--- ENTRIES SUPPLIED ---
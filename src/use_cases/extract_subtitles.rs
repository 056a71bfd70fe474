use std::path::Path;
use std::sync::Arc;

use log::debug;

use crate::domain::{Subtitle, Video};
use crate::errors::{PipelineError, ValidationError};
use crate::ports::{ProgressCallback, SubtitleExtractor};
use crate::use_cases::ensure_exists;

/// Obtains a subtitle file for a downloaded video
#[derive(Debug, Clone)]
pub struct ExtractSubtitlesUseCase {
    extractor: Arc<dyn SubtitleExtractor>,
}

impl ExtractSubtitlesUseCase {
    pub fn new(extractor: Arc<dyn SubtitleExtractor>) -> Self {
        Self { extractor }
    }

    /// Extract a `language` subtitle for `video` into `output_path`
    ///
    /// The video file must be set and exist before the extractor is called.
    pub async fn execute(
        &self,
        video: &Video,
        output_path: &Path,
        language: &str,
        progress: Option<&ProgressCallback>,
    ) -> Result<Subtitle, PipelineError> {
        if language.trim().is_empty() {
            return Err(ValidationError::EmptyLanguage.into());
        }

        let video_path = video.file_path().ok_or(ValidationError::MissingFilePath("video"))?;
        ensure_exists("video file", video_path)?;

        debug!("Extracting {} subtitles for {} into {:?}", language, video.video_id(), output_path);
        self.extractor.extract(video, output_path, language.trim(), progress).await
    }
}
/*!
 * LibreTranslate engine.
 *
 * Talks to a LibreTranslate server (`/languages`, `/translate`). The server
 * runs the Argos Translate models locally, so supported pairs depend on the
 * language packages installed on it; they are queried once per engine and
 * cached.
 */

use std::collections::BTreeSet;
use std::sync::Arc;
use std::time::Duration;

use async_trait::async_trait;
use log::{debug, info};
use parking_lot::RwLock;
use reqwest::Client;
use serde::{Deserialize, Serialize};

use crate::errors::ProviderError;
use crate::providers::{RetryPolicy, endpoint_url, send_with_retry};
use crate::translation::TranslationEngine;

/// Default LibreTranslate endpoint
pub const DEFAULT_ENDPOINT: &str = "http://localhost:5000";

/// Language entry of `GET /languages`
#[derive(Debug, Clone, Serialize, Deserialize, PartialEq, Eq)]
pub struct LanguageInfo {
    pub code: String,
    pub name: String,
    /// Codes this language can be translated into
    #[serde(default)]
    pub targets: Vec<String>,
}

/// Body of `POST /translate`
#[derive(Debug, Serialize)]
struct TranslateRequest<'a> {
    q: &'a str,
    source: &'a str,
    target: &'a str,
    format: &'a str,
    #[serde(skip_serializing_if = "Option::is_none")]
    api_key: Option<&'a str>,
}

#[derive(Debug, Deserialize)]
struct TranslateResponse {
    #[serde(rename = "translatedText")]
    translated_text: Option<String>,
    error: Option<String>,
}

/// LibreTranslate client
#[derive(Debug)]
pub struct LibreTranslateEngine {
    endpoint: String,
    api_key: Option<String>,
    client: Client,
    retry: RetryPolicy,
    languages: RwLock<Option<Arc<Vec<LanguageInfo>>>>,
}

impl LibreTranslateEngine {
    /// Create a client for the server at `endpoint`
    pub fn new(endpoint: impl Into<String>, api_key: Option<String>, timeout_secs: u64, retry: RetryPolicy) -> Self {
        let endpoint = endpoint.into();
        let endpoint = if endpoint.trim().is_empty() { DEFAULT_ENDPOINT.to_string() } else { endpoint };

        Self {
            endpoint,
            api_key: api_key.filter(|key| !key.trim().is_empty()),
            client: Client::builder()
                .timeout(Duration::from_secs(timeout_secs))
                .build()
                .unwrap_or_default(),
            retry,
            languages: RwLock::new(None),
        }
    }

    pub fn endpoint(&self) -> &str {
        &self.endpoint
    }

    /// Installed languages, fetched on first use
    pub async fn languages(&self) -> Result<Arc<Vec<LanguageInfo>>, ProviderError> {
        if let Some(languages) = self.languages.read().as_ref() {
            return Ok(languages.clone());
        }

        let url = endpoint_url(&self.endpoint, "languages");
        let response = send_with_retry("LibreTranslate", self.retry, || self.client.get(&url)).await?;
        let languages: Vec<LanguageInfo> = response
            .json()
            .await
            .map_err(|e| ProviderError::ParseError(format!("LibreTranslate /languages: {}", e)))?;

        info!("LibreTranslate at {} offers {} languages", self.endpoint, languages.len());
        let languages = Arc::new(languages);
        *self.languages.write() = Some(languages.clone());
        Ok(languages)
    }
}

/// Whether `languages` allow translating `source` into `target`
pub fn pair_supported(languages: &[LanguageInfo], source: &str, target: &str) -> bool {
    if source == target {
        return false;
    }
    languages
        .iter()
        .find(|lang| lang.code == source)
        .map(|lang| lang.targets.iter().any(|t| t == target))
        .unwrap_or(false)
}

#[async_trait]
impl TranslationEngine for LibreTranslateEngine {
    fn name(&self) -> &str {
        "libretranslate"
    }

    async fn supported_languages(&self) -> Result<BTreeSet<String>, ProviderError> {
        Ok(self.languages().await?.iter().map(|lang| lang.code.clone()).collect())
    }

    async fn is_pair_supported(&self, source_language: &str, target_language: &str) -> Result<bool, ProviderError> {
        let languages = self.languages().await?;
        Ok(pair_supported(&languages, source_language, target_language))
    }

    async fn prepare(&self, _source_language: &str, _target_language: &str) -> Result<(), ProviderError> {
        // Models are loaded server side; reaching /languages is the readiness check
        self.languages().await.map(|_| ())
    }

    async fn translate_text(
        &self,
        text: &str,
        source_language: &str,
        target_language: &str,
    ) -> Result<String, ProviderError> {
        let url = endpoint_url(&self.endpoint, "translate");
        let request = TranslateRequest {
            q: text,
            source: source_language,
            target: target_language,
            format: "text",
            api_key: self.api_key.as_deref(),
        };

        let response = send_with_retry("LibreTranslate", self.retry, || self.client.post(&url).json(&request)).await?;
        let body: TranslateResponse = response
            .json()
            .await
            .map_err(|e| ProviderError::ParseError(format!("LibreTranslate /translate: {}", e)))?;

        if let Some(error) = body.error {
            return Err(ProviderError::Engine(error));
        }

        let translated = body
            .translated_text
            .ok_or_else(|| ProviderError::EmptyResponse("LibreTranslate response has no translatedText".to_string()))?;
        debug!("LibreTranslate {} -> {}: {} chars", source_language, target_language, translated.len());
        Ok(translated)
    }
}
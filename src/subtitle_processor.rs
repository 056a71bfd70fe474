use std::fmt;

use once_cell::sync::Lazy;
use regex::Regex;

// @module: SRT cue codec

// @const: Blank-line block separator
static BLOCK_SEPARATOR: Lazy<Regex> = Lazy::new(|| {
    Regex::new(r"\n\n+").expect("block separator regex is valid")
});

// @struct: One SRT cue
//
// The number and timecode lines are opaque: they are carried through
// byte-for-byte and never re-parsed.
#[derive(Debug, Clone, PartialEq, Eq)]
pub struct SubtitleCue {
    // @field: Sequence number line
    pub number: String,

    // @field: Timecode line
    pub timecode: String,

    // @field: Cue text, may span several lines
    pub text: String,
}

impl SubtitleCue {
    pub fn new(number: impl Into<String>, timecode: impl Into<String>, text: impl Into<String>) -> Self {
        SubtitleCue {
            number: number.into(),
            timecode: timecode.into(),
            text: text.into(),
        }
    }

    /// Same cue with different text
    pub fn with_text(&self, text: impl Into<String>) -> Self {
        SubtitleCue {
            number: self.number.clone(),
            timecode: self.timecode.clone(),
            text: text.into(),
        }
    }
}

impl fmt::Display for SubtitleCue {
    fn fmt(&self, f: &mut fmt::Formatter) -> fmt::Result {
        write!(f, "{}\n{}\n{}", self.number, self.timecode, self.text)
    }
}

/// Split SRT content into cues
///
/// Blocks are separated by one or more blank lines. A block with fewer than
/// three lines is skipped. Line 1 is the number, line 2 the timecode and the
/// remaining lines, joined by newlines, the text.
pub fn parse_srt_cues(content: &str) -> Vec<SubtitleCue> {
    let normalized = content.replace("\r\n", "\n");

    BLOCK_SEPARATOR
        .split(normalized.trim())
        .filter_map(|block| {
            let lines: Vec<&str> = block.trim().split('\n').collect();
            if lines.len() < 3 {
                return None;
            }

            Some(SubtitleCue {
                number: lines[0].trim().to_string(),
                timecode: lines[1].trim().to_string(),
                text: lines[2..].join("\n").trim().to_string(),
            })
        })
        .collect()
}

/// Render cues back to SRT
///
/// Cues are separated by a blank line and the output ends with exactly one
/// newline. An empty slice gives an empty string.
pub fn reassemble_srt(cues: &[SubtitleCue]) -> String {
    if cues.is_empty() {
        return String::new();
    }

    let blocks: Vec<String> = cues.iter().map(|cue| cue.to_string()).collect();
    let mut output = blocks.join("\n\n");
    output.push('\n');
    output
}

/// Format milliseconds as an SRT timestamp (HH:MM:SS,mmm)
pub fn format_timestamp(ms: u64) -> String {
    let hours = ms / 3_600_000;
    let minutes = (ms % 3_600_000) / 60_000;
    let seconds = (ms % 60_000) / 1_000;
    let millis = ms % 1_000;

    format!("{:02}:{:02}:{:02},{:03}", hours, minutes, seconds, millis)
}

/// Format fractional seconds as an SRT timestamp, rounded to the millisecond
pub fn format_seconds(seconds: f64) -> String {
    if !seconds.is_finite() || seconds <= 0.0 {
        return format_timestamp(0);
    }
    format_timestamp((seconds * 1000.0).round() as u64)
}

/// Timecode line for a cue spanning `start`..`end` seconds
pub fn timecode_line(start: f64, end: f64) -> String {
    format!("{} --> {}", format_seconds(start), format_seconds(end))
}
/*!
 * Controller tests driving all four stages with port fakes
 */

use std::sync::Arc;

use parking_lot::Mutex;

use yttrans::app_controller::{Controller, Stage, StageProgressCallback};
use yttrans::domain::SubtitleSource;
use yttrans::errors::ErrorKind;
use yttrans::ports::EmbedMode;
use yttrans::providers::mock::MockEngine;

use crate::common::mock_providers::{FakeExtractor, FakePipeline, test_url};
use crate::common::{TEST_VIDEO_ID, create_temp_dir, files_in, init_test_logging, test_config};

fn progress_recorder() -> (Arc<StageProgressCallback>, Arc<Mutex<Vec<(Stage, f32)>>>) {
    let events = Arc::new(Mutex::new(Vec::new()));
    let sink = events.clone();
    let callback: Arc<StageProgressCallback> =
        Arc::new(move |stage: Stage, _message: &str, percent: f32| sink.lock().push((stage, percent)));
    (callback, events)
}

#[tokio::test]
async fn test_runPipeline_shouldFollowWorkspaceLayout() {
    init_test_logging();
    let workspace = create_temp_dir().unwrap();
    let fakes = FakePipeline::working();
    let controller = Controller::with_providers(test_config(workspace.path()), fakes.providers());

    let outcome = controller.run_pipeline(&test_url(), None).await.unwrap();

    let root = workspace.path();
    let translated_path = root.join("translated_subs").join(format!("{}.ko.srt", TEST_VIDEO_ID));
    let final_path = root.join("final_videos").join(format!("{}_translated.mp4", TEST_VIDEO_ID));

    assert!(root.join("downloads").join(TEST_VIDEO_ID).join("video.mp4").exists());
    assert!(root.join("input_subs").join(format!("{}.srt", TEST_VIDEO_ID)).exists());
    assert!(translated_path.exists());
    assert_eq!(outcome.output_path(), Some(final_path.as_path()));
    assert!(outcome.video.has_embedded_subtitle());

    let translated = outcome.translated_subtitle.unwrap();
    assert_eq!(translated.language(), "ko");
    assert_eq!(translated.source_language(), Some("en"));
    assert_eq!(translated.file_path(), Some(translated_path.as_path()));
    let written = std::fs::read_to_string(&translated_path).unwrap();
    assert!(written.contains("[ko] This is a test subtitle."));

    assert_eq!(outcome.original_subtitle.source(), SubtitleSource::Whisper);
    let stages: Vec<Stage> = outcome.timings.iter().map(|(stage, _)| *stage).collect();
    assert_eq!(stages, vec![Stage::Download, Stage::Extract, Stage::Translate, Stage::Embed]);
    assert_eq!(fakes.embedder.subtitles(), vec![translated_path]);
    assert_eq!(fakes.embedder.modes(), vec![EmbedMode::Soft]);
}

#[tokio::test]
async fn test_runPipeline_progress_shouldBeMonotonicPerStage() {
    let workspace = create_temp_dir().unwrap();
    let fakes = FakePipeline::working();
    let controller = Controller::with_providers(test_config(workspace.path()), fakes.providers());
    let (callback, events) = progress_recorder();

    controller.run_pipeline(&test_url(), Some(callback)).await.unwrap();

    let events = events.lock().clone();
    for stage in [Stage::Download, Stage::Extract, Stage::Translate, Stage::Embed] {
        let values: Vec<f32> = events.iter().filter(|(s, _)| *s == stage).map(|(_, p)| *p).collect();
        assert!(!values.is_empty(), "no progress for {stage}");
        assert!(values.windows(2).all(|w| w[0] <= w[1]), "{stage} went backwards: {values:?}");
        assert!(values.iter().all(|p| (0.0..=100.0).contains(p)));
        assert_eq!(values.last(), Some(&100.0));
    }
}

#[tokio::test]
async fn test_runPipeline_withSubtitleInTargetLanguage_shouldSkipTranslation() {
    let workspace = create_temp_dir().unwrap();
    let fakes = FakePipeline::new(FakeExtractor::in_language("ko"), MockEngine::working());
    let controller = Controller::with_providers(test_config(workspace.path()), fakes.providers());

    let outcome = controller.run_pipeline(&test_url(), None).await.unwrap();

    assert!(outcome.translated_subtitle.is_none());
    assert_eq!(fakes.engine.request_count(), 0);
    assert!(files_in(&workspace.path().join("translated_subs")).is_empty());

    let original = workspace.path().join("input_subs").join(format!("{}.srt", TEST_VIDEO_ID));
    assert_eq!(fakes.embedder.subtitles(), vec![original]);
    assert!(!outcome.timings.iter().any(|(stage, _)| *stage == Stage::Translate));
}

#[tokio::test]
async fn test_runPipeline_withFailingEngine_shouldNotWriteTranslation() {
    init_test_logging();
    let workspace = create_temp_dir().unwrap();
    let fakes = FakePipeline::new(FakeExtractor::new(), MockEngine::intermittent(3));
    let controller = Controller::with_providers(test_config(workspace.path()), fakes.providers());

    let err = controller.run_pipeline(&test_url(), None).await.unwrap_err();

    assert!(format!("{:#}", err).contains("Translation failed"));
    assert!(files_in(&workspace.path().join("translated_subs")).is_empty());
    assert_eq!(fakes.embedder.calls(), 0);
}

#[tokio::test]
async fn test_runPipeline_withBrokenSubtitle_shouldStopBeforeEmbedding() {
    let workspace = create_temp_dir().unwrap();
    let extractor = FakeExtractor::new().with_content("garbage\nno structure");
    let fakes = FakePipeline::new(extractor, MockEngine::working());
    let controller = Controller::with_providers(test_config(workspace.path()), fakes.providers());

    let err = controller.run_pipeline(&test_url(), None).await.unwrap_err();

    assert!(format!("{:#}", err).contains("no valid subtitle cues"));
    assert_eq!(fakes.embedder.calls(), 0);
}

#[tokio::test]
async fn test_runPipeline_withDownloadFailure_shouldNotExtract() {
    let workspace = create_temp_dir().unwrap();
    let mut fakes = FakePipeline::working();
    fakes.downloader = Arc::new(crate::common::mock_providers::FakeDownloader::failing());
    let controller = Controller::with_providers(test_config(workspace.path()), fakes.providers());

    let err = controller.run_pipeline(&test_url(), None).await.unwrap_err();

    assert!(format!("{:#}", err).contains("Download failed"));
    assert_eq!(fakes.extractor.calls(), 0);
}

#[tokio::test]
async fn test_stageOperations_shouldChainWithHardMode() {
    let workspace = create_temp_dir().unwrap();
    let fakes = FakePipeline::working();
    let controller = Controller::with_providers(test_config(workspace.path()), fakes.providers());

    let video = controller.download(&test_url(), None).await.unwrap();
    let original = controller.extract(&video, "en", None, None).await.unwrap();
    let translated = controller.translate_file(&original, "ja", None, None).await.unwrap();
    let output = workspace.path().join("custom").join("burned.mp4");
    let embedded = controller.embed(&video, &translated, EmbedMode::Hard, Some(output.as_path()), None).await.unwrap();

    assert_eq!(embedded.file_path(), Some(output.as_path()));
    assert!(output.exists());
    assert_eq!(fakes.embedder.modes(), vec![EmbedMode::Hard]);
    assert_eq!(
        translated.file_path(),
        Some(controller.layout().translated_subtitle(video.video_id(), "ja").as_path())
    );
}

#[tokio::test]
async fn test_translateFile_withUnsupportedPair_shouldBeValidationError() {
    let workspace = create_temp_dir().unwrap();
    let fakes = FakePipeline::new(FakeExtractor::new(), MockEngine::working().with_pairs(&[("en", "ko")]));
    let controller = Controller::with_providers(test_config(workspace.path()), fakes.providers());

    let subtitle = crate::common::english_subtitle();
    let err = controller.translate_file(&subtitle, "de", None, None).await.unwrap_err();

    assert_eq!(err.kind(), ErrorKind::Validation);
    assert!(files_in(workspace.path()).is_empty());
}

#[tokio::test]
async fn test_supportedLanguages_shouldComeFromTranslator() {
    let workspace = create_temp_dir().unwrap();
    let fakes = FakePipeline::new(FakeExtractor::new(), MockEngine::working().with_pairs(&[("en", "ko")]));
    let controller = Controller::with_providers(test_config(workspace.path()), fakes.providers());

    let languages = controller.supported_languages().await.unwrap();

    assert!(languages.contains("en"));
    assert!(languages.contains("ko"));
}
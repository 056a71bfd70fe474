use std::sync::Arc;

use log::debug;

use crate::domain::Subtitle;
use crate::errors::{PipelineError, ValidationError};
use crate::ports::{ProgressCallback, SubtitleTranslator};

/// Translates a subtitle and checks the result
#[derive(Debug, Clone)]
pub struct TranslateSubtitlesUseCase {
    translator: Arc<dyn SubtitleTranslator>,
}

impl TranslateSubtitlesUseCase {
    pub fn new(translator: Arc<dyn SubtitleTranslator>) -> Self {
        Self { translator }
    }

    /// Translate `subtitle` into `target_language`
    ///
    /// The subtitle is validated before the translator runs. The result is
    /// validated too and must be in `target_language` with the original
    /// language recorded as its source.
    pub async fn execute(
        &self,
        subtitle: &Subtitle,
        target_language: &str,
        progress: Option<&ProgressCallback>,
    ) -> Result<Subtitle, PipelineError> {
        subtitle.validate()?;

        let target_language = target_language.trim();
        if target_language.is_empty() {
            return Err(ValidationError::EmptyLanguage.into());
        }

        debug!(
            "Translating {} subtitle of {} into {}",
            subtitle.language(),
            subtitle.video_id(),
            target_language
        );
        let translated = self.translator.translate(subtitle, target_language, progress).await?;

        translated.validate()?;
        check_transition(subtitle, &translated, target_language)?;

        Ok(translated)
    }
}

fn check_transition(original: &Subtitle, translated: &Subtitle, target_language: &str) -> Result<(), ValidationError> {
    if translated.language() != target_language {
        return Err(ValidationError::TranslationMismatch(format!(
            "expected language {}, got {}",
            target_language,
            translated.language()
        )));
    }

    if translated.source_language() != Some(original.language()) {
        return Err(ValidationError::TranslationMismatch(format!(
            "expected source language {}, got {}",
            original.language(),
            translated.source_language().unwrap_or("none")
        )));
    }

    if translated.video_id() != original.video_id() {
        return Err(ValidationError::TranslationMismatch(format!(
            "expected video {}, got {}",
            original.video_id(),
            translated.video_id()
        )));
    }

    Ok(())
}
use isolang::Language;

use crate::errors::ValidationError;

/// Language utilities for ISO language code handling
///
/// Subtitle tracks, translation engines and users all spell languages a
/// little differently ("ko", "kor", "pt-BR", "zh_Hans"). These helpers
/// validate and normalize ISO 639-1 (2-letter) and ISO 639-2 (3-letter)
/// codes, ignoring region and script subtags.
#[derive(Debug, Clone, Copy, PartialEq, Eq)]
pub enum LanguageCodeType {
    /// ISO 639-1 (2-letter) code
    Part1,
    /// ISO 639-2/T (3-letter) code
    Part2T,
    /// ISO 639-2/B (3-letter) code
    Part2B,
}

// ISO 639-2/B codes that differ from their 639-2/T form
const PART2B_TO_PART2T: &[(&str, &str)] = &[
    ("fre", "fra"),
    ("ger", "deu"),
    ("dut", "nld"),
    ("gre", "ell"),
    ("chi", "zho"),
    ("cze", "ces"),
    ("ice", "isl"),
    ("alb", "sqi"),
    ("arm", "hye"),
    ("baq", "eus"),
    ("bur", "mya"),
    ("per", "fas"),
    ("geo", "kat"),
    ("may", "msa"),
    ("mac", "mkd"),
    ("rum", "ron"),
    ("slo", "slk"),
    ("wel", "cym"),
];

/// Primary language subtag, lowercased: "pt-BR" -> "pt", "zh_Hant" -> "zh"
pub fn base_language(code: &str) -> String {
    code.trim()
        .split(['-', '_'])
        .next()
        .unwrap_or_default()
        .to_lowercase()
}

fn part2b_to_part2t(code: &str) -> Option<&'static str> {
    PART2B_TO_PART2T
        .iter()
        .find(|(part2b, _)| *part2b == code)
        .map(|(_, part2t)| *part2t)
}

fn lookup(code: &str) -> Option<(Language, LanguageCodeType)> {
    let base = base_language(code);
    match base.len() {
        2 => Language::from_639_1(&base).map(|lang| (lang, LanguageCodeType::Part1)),
        3 => {
            if let Some(lang) = Language::from_639_3(&base) {
                return Some((lang, LanguageCodeType::Part2T));
            }
            part2b_to_part2t(&base)
                .and_then(Language::from_639_3)
                .map(|lang| (lang, LanguageCodeType::Part2B))
        }
        _ => None,
    }
}

/// Validate an ISO 639-1 or ISO 639-2 code, region subtags allowed
pub fn validate_language_code(code: &str) -> Result<LanguageCodeType, ValidationError> {
    lookup(code)
        .map(|(_, kind)| kind)
        .ok_or_else(|| ValidationError::InvalidLiteral { kind: "language code", value: code.to_string() })
}

/// True if `code` names a known language
pub fn is_known_language(code: &str) -> bool {
    lookup(code).is_some()
}

/// Normalize a language code to ISO 639-2/T (3-letter) format
pub fn normalize_to_part2t(code: &str) -> Result<String, ValidationError> {
    lookup(code)
        .map(|(lang, _)| lang.to_639_3().to_string())
        .ok_or_else(|| ValidationError::InvalidLiteral { kind: "language code", value: code.to_string() })
}

/// Normalize a language code to ISO 639-1 (2-letter) format if possible
///
/// Falls back to ISO 639-2/T when the language has no 2-letter code.
pub fn normalize_to_part1_or_part2t(code: &str) -> Result<String, ValidationError> {
    lookup(code)
        .map(|(lang, _)| {
            lang.to_639_1()
                .map(str::to_string)
                .unwrap_or_else(|| lang.to_639_3().to_string())
        })
        .ok_or_else(|| ValidationError::InvalidLiteral { kind: "language code", value: code.to_string() })
}

/// Check if two language codes represent the same language
///
/// Unknown codes only match when they are spelled identically.
pub fn language_codes_match(code1: &str, code2: &str) -> bool {
    match (normalize_to_part2t(code1), normalize_to_part2t(code2)) {
        (Ok(a), Ok(b)) => a == b,
        _ => base_language(code1) == base_language(code2) && !code1.trim().is_empty(),
    }
}

/// English name of a language, if the code is known
pub fn get_language_name(code: &str) -> Option<String> {
    lookup(code).map(|(lang, _)| lang.to_name().to_string())
}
---
Every line holding the string "return" should be copied here, so please find those lines in the data.

            return Err(ValidationError::EmptyLanguage.into());
            return Ok(languages.clone());
        return false;
            return Err(ProviderError::Engine(error));
                return None;
        return String::new();
        return format_timestamp(0);
            return Err(ValidationError::EmptyLanguage.into());
        return Err(ValidationError::TranslationMismatch(format!(
        return Err(ValidationError::TranslationMismatch(format!(
        return Err(ValidationError::TranslationMismatch(format!(
                return Some((lang, LanguageCodeType::Part2T));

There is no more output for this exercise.